Indeed, the image of Zimbabweans as a peace-loving and well organised polity has enhanced our image worldwide
Our aspirations will definitely come to nought if they are fulfilled in an environment of lawlessness.
There is credence in the argument by some political students that: The overriding function of a state is the maintenance of law and order.
We expect President Designate Mnangagwa to try his best to deliver.
But he must remember that like in the days of the armed struggle when Smith released his entire air force to go and bomb Chimoio, already some gremlins are drooling at the opportunity to derail all his programmes.
So, vigilance still remains the key word.

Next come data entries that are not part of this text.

//! Error types for the crosswalk engine.

use thiserror::Error;

/// Errors raised while converting tables or parsing rule expressions.
///
/// None of these abort a migration run: the engine records expression
/// failures as gaps and moves on. Only DataFrame failures reach the caller.
#[derive(Debug, Error)]
pub enum TransformError {
    /// Arithmetic formula could not be parsed.
    #[error("malformed expression '{expression}': {message}")]
    Expression { expression: String, message: String },

    /// Columns of different lengths supplied to a frame.
    #[error("column '{column}' has {actual} rows, expected {expected}")]
    Shape {
        column: String,
        expected: usize,
        actual: usize,
    },

    /// Failed DataFrame operation.
    #[error("DataFrame operation failed: {message}")]
    DataFrame { message: String },
}

impl From<polars::prelude::PolarsError> for TransformError {
    fn from(err: polars::prelude::PolarsError) -> Self {
        Self::DataFrame {
            message: err.to_string(),
        }
    }
}

/// Result type for engine operations.
pub type Result<T> = std::result::Result<T, TransformError>;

We expect the spirit of resilience to be now part President Designate Mnangagwa’s DNA.
After the bombing of Chimoio, surviving cadres did not just sit down with folded arms lamenting at the destruction.
Instead, they were emboldened and sought immediate revenge by attacking Grand Reef, killing several Rhodesian soldiers.
The eventual result was Smith’s surrender at Lancaster House.
We wish President Designate Munangagwa resounding success as he ushers in a new era.